(Collected data entries)
# # # # # # #

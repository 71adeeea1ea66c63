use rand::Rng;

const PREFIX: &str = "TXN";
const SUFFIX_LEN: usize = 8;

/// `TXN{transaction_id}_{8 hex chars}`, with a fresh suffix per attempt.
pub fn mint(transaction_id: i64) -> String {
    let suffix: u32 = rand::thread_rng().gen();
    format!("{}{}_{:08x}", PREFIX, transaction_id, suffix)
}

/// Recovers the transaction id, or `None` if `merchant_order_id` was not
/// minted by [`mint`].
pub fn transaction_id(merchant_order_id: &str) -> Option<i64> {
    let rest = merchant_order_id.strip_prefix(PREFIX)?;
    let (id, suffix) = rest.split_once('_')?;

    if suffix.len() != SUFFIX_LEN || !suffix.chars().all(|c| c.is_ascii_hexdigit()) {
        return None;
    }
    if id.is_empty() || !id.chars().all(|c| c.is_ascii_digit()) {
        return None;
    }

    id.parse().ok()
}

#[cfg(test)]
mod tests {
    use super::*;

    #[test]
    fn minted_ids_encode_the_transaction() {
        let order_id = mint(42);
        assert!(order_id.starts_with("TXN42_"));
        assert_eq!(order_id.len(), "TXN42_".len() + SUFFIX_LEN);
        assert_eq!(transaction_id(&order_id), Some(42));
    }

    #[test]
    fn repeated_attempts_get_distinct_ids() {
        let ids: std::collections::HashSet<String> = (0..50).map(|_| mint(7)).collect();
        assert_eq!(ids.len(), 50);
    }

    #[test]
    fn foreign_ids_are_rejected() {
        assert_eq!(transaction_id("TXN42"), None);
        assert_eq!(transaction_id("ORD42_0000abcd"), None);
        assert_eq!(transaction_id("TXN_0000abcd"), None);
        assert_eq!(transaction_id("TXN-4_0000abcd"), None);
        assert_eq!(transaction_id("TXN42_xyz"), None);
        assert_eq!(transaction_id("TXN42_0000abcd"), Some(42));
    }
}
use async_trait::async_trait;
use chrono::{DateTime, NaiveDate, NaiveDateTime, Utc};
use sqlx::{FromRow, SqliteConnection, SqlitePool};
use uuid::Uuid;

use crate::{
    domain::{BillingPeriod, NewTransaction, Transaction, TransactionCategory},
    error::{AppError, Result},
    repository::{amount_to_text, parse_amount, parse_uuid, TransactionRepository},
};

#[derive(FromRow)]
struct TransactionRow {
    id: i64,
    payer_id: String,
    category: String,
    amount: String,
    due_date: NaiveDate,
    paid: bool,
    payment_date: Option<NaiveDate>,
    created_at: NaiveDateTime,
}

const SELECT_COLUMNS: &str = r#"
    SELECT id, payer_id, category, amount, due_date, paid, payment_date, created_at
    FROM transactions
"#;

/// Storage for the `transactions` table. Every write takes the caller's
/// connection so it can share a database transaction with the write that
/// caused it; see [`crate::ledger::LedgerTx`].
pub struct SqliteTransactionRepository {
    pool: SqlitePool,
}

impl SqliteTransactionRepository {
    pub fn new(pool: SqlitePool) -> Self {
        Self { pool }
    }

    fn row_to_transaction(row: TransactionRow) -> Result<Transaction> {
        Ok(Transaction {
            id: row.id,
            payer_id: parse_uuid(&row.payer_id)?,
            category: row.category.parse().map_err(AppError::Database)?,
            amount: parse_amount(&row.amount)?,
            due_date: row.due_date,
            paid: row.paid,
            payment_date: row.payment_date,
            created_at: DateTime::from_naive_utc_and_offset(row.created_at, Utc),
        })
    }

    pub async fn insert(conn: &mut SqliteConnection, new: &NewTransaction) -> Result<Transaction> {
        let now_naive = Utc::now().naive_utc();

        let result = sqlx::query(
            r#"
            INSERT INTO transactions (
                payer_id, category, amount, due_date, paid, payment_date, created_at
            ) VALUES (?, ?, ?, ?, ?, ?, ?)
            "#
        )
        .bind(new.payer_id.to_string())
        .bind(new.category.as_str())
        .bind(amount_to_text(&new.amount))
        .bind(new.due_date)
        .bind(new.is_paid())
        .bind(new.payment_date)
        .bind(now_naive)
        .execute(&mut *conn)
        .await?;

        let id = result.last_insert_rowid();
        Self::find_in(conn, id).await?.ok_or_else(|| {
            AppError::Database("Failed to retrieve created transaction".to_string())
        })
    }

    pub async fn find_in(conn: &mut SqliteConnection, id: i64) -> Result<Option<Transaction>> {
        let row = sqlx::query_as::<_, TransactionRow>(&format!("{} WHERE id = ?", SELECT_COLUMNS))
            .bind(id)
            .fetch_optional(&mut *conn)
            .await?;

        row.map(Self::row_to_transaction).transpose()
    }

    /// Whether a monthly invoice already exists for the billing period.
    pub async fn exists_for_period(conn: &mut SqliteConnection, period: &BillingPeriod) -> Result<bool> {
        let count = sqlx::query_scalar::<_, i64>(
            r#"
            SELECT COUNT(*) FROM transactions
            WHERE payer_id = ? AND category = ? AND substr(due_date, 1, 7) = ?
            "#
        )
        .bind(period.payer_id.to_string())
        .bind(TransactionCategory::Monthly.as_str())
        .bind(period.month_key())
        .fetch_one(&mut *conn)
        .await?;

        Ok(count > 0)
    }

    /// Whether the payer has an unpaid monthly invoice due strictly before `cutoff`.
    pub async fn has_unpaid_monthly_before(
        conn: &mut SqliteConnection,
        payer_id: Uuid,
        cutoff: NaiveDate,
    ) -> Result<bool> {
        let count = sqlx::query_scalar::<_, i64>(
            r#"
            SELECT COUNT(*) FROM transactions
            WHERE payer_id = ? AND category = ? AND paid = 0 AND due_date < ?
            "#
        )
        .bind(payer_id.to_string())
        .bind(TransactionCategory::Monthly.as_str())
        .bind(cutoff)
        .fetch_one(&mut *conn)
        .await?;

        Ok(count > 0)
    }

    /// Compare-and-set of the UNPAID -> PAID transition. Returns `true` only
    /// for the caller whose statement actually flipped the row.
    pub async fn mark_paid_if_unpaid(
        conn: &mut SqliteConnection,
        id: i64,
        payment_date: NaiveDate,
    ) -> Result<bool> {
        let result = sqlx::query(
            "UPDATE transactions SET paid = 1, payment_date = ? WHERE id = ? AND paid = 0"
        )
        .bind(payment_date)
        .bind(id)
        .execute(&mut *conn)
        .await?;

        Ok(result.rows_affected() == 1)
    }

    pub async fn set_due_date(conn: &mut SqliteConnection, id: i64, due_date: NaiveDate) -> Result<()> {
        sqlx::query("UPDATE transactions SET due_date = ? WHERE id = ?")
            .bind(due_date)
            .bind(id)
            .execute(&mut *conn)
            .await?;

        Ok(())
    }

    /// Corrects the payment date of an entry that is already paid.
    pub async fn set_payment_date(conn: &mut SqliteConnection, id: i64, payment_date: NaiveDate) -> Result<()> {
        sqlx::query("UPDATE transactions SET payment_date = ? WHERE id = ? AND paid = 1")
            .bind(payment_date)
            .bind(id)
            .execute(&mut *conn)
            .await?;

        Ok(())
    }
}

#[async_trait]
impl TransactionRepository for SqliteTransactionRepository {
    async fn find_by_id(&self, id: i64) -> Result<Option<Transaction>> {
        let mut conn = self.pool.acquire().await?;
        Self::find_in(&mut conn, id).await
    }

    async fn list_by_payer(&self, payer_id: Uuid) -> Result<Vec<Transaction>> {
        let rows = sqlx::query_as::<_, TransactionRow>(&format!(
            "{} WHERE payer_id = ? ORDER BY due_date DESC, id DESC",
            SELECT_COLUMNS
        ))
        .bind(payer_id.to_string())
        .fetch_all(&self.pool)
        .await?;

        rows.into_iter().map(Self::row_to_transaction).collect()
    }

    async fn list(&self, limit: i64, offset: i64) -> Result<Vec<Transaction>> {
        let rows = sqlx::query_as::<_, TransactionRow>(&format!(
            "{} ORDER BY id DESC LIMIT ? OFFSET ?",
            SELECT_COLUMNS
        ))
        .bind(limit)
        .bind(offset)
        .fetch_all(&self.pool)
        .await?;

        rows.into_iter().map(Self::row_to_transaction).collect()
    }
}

# # # # # # #

■ **WORK TASK**
Look above for the line containing "const PREFIX: &str". Output from there through the line containing "let suffix: u32", exactly and inclusively.

■ **COMPLETED EXERCISE**
const PREFIX: &str = "TXN";
const SUFFIX_LEN: usize = 8;

/// `TXN{transaction_id}_{8 hex chars}`, with a fresh suffix per attempt.
pub fn mint(transaction_id: i64) -> String {
    let suffix: u32 = rand::thread_rng().gen();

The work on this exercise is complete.